Los paleontólogos han reescrito la historia de los dinosaurios en Europa, confirmando que los dinosaurios con cuernos (ceratopsianos) eran mucho más comunes en el continente durante el período Cretácico Superior (hace aproximadamente 100-66 millones de años) de lo que se creía anteriormente. El descubrimiento resuelve un misterio de larga data sobre los fósiles desaparecidos y revela una imagen más conectada de la migración de los dinosaurios a través del hemisferio norte.
El enigma de los ceratopsianos desaparecidos
Durante décadas, los fósiles de ceratopsianos (el grupo que incluye Triceratops y especies relacionadas) se encontraron abrumadoramente en Asia y América del Norte, y en Europa sólo aparecieron restos escasos y debatidos. Esta ausencia creó una brecha en la comprensión de cómo se propagaron estos dinosaurios: la ruta más lógica para que llegaran a América del Norte habría sido a través de Europa, pero el registro fósil no lo respalda.
La clave para resolver este enigma radica en reexaminar los fósiles existentes, particularmente Ajkaceratops de Hungría, descrito por primera vez en 2010. Las interpretaciones iniciales no fueron claras, y algunos científicos lo clasificaron como un primo lejano de Iguanodon en lugar de un verdadero dinosaurio con cuernos.
Nuevas pruebas y reclasificaciones
Utilizando tomografías computarizadas avanzadas y análisis evolutivos detallados, investigadores dirigidos por la profesora Susannah Maidment del Museo de Historia Natural de Londres y la Universidad de Birmingham han identificado de manera concluyente a Ajkaceratops como un ceratopsiano. Aún más sorprendente, descubrieron que otras especies de dinosaurios previamente categorizadas como rabdodóntidos (un tipo de ornitópodo) eran en realidad ceratopsianos mal identificados.
“Cuando sólo tienes pequeñas partes del esqueleto, puede resultar bastante difícil saber qué es qué”, explica el profesor Maidment. Las características compartidas entre los ceratopsianos y otros dinosaurios herbívoros dificultaron la identificación, lo que llevó a décadas de clasificación errónea.
Implicaciones para la migración de dinosaurios
La confirmación de ceratopsianos en Europa llena un vacío crítico en la comprensión de cómo estos dinosaurios se desplazaron a través de los continentes. El estudio sugiere que durante el período Cretácico, Europa sirvió como un puente terrestre entre Asia y América del Norte, permitiendo a los dinosaurios “saltar de isla en isla” a través de las masas de tierra fragmentadas de la cuenca central europea.
Los investigadores señalan que los dinosaurios eran capaces de cruzar cuerpos de agua, como lo demuestran los fósiles de especies como Allosaurus encontrados en ambos lados del naciente Océano Atlántico. Esto sugiere que incluso distancias relativamente cortas entre islas habrían sido transitables para algunas especies.
Cuestionando los supuestos existentes
Este descubrimiento obliga a los paleontólogos a repensar suposiciones anteriores sobre los ecosistemas antiguos en Europa. La presencia de ceratopsianos sugiere un mundo de dinosaurios más complejo e interconectado de lo que se imaginaba anteriormente, con dinosaurios con cuernos escondidos a plena vista durante décadas bajo clasificaciones incorrectas.

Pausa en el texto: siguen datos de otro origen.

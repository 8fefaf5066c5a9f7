//! Fixed-point math utilities for deterministic navigation.
//!
//! All navigation math uses fixed-point arithmetic so that every client
//! computes bit-identical positions, headings and speeds. Trigonometry is
//! done with a CORDIC kernel (shifts and adds only) instead of the
//! platform float library.

use fixed::types::I32F32;
use serde::{Deserialize, Serialize};

/// Fixed-point number type for all simulation math.
///
/// Uses 32 bits for integer part and 32 bits for fractional part.
/// Range: approximately -2,147,483,648 to 2,147,483,647
/// Precision: approximately 0.00000000023
pub type Fixed = I32F32;

/// Largest component for which `x² + y²` is computed directly.
const DIRECT_LENGTH_LIMIT: Fixed = Fixed::from_bits(16_384 << 32);

/// Half a turn, in radians.
pub const PI: Fixed = Fixed::from_bits(13_493_037_705);

/// A full turn, in radians.
pub const TAU: Fixed = Fixed::from_bits(26_986_075_409);

/// A quarter turn, in radians.
pub const FRAC_PI_2: Fixed = Fixed::from_bits(6_746_518_852);

/// 0.5
pub const HALF: Fixed = Fixed::from_bits(1 << 31);

/// CORDIC gain compensation: product of `1 / sqrt(1 + 2^-2i)` over all iterations.
const CORDIC_GAIN_INV: Fixed = Fixed::from_bits(2_608_131_496);

const CORDIC_ITERATIONS: usize = 32;

/// `atan(2^-i)` for each CORDIC iteration.
const ATAN_TABLE: [Fixed; CORDIC_ITERATIONS] = [
    Fixed::from_bits(3_373_259_426),
    Fixed::from_bits(1_991_351_318),
    Fixed::from_bits(1_052_175_346),
    Fixed::from_bits(534_100_635),
    Fixed::from_bits(268_086_748),
    Fixed::from_bits(134_174_063),
    Fixed::from_bits(67_103_403),
    Fixed::from_bits(33_553_749),
    Fixed::from_bits(16_777_131),
    Fixed::from_bits(8_388_597),
    Fixed::from_bits(4_194_303),
    Fixed::from_bits(2_097_152),
    Fixed::from_bits(1_048_576),
    Fixed::from_bits(524_288),
    Fixed::from_bits(262_144),
    Fixed::from_bits(131_072),
    Fixed::from_bits(65_536),
    Fixed::from_bits(32_768),
    Fixed::from_bits(16_384),
    Fixed::from_bits(8_192),
    Fixed::from_bits(4_096),
    Fixed::from_bits(2_048),
    Fixed::from_bits(1_024),
    Fixed::from_bits(512),
    Fixed::from_bits(256),
    Fixed::from_bits(128),
    Fixed::from_bits(64),
    Fixed::from_bits(32),
    Fixed::from_bits(16),
    Fixed::from_bits(8),
    Fixed::from_bits(4),
    Fixed::from_bits(2),
];

/// Fixed-point 2D vector.
#[derive(Debug, Clone, Copy, PartialEq, Eq, Hash, Default, Serialize, Deserialize)]
pub struct Vec2Fixed {
    /// X coordinate.
    #[serde(with = "fixed_serde")]
    pub x: Fixed,
    /// Y coordinate (screen convention: grows southwards).
    #[serde(with = "fixed_serde")]
    pub y: Fixed,
}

El estudio enfatiza la importancia de volver a analizar el material fósil existente con técnicas modernas, ya que incluso los especímenes incompletos pueden contener la clave para reescribir la historia evolutiva. Los hallazgos han sido publicados en la revista Nature, lo que marca un cambio significativo en nuestra comprensión de la distribución de los dinosaurios y los patrones de migración.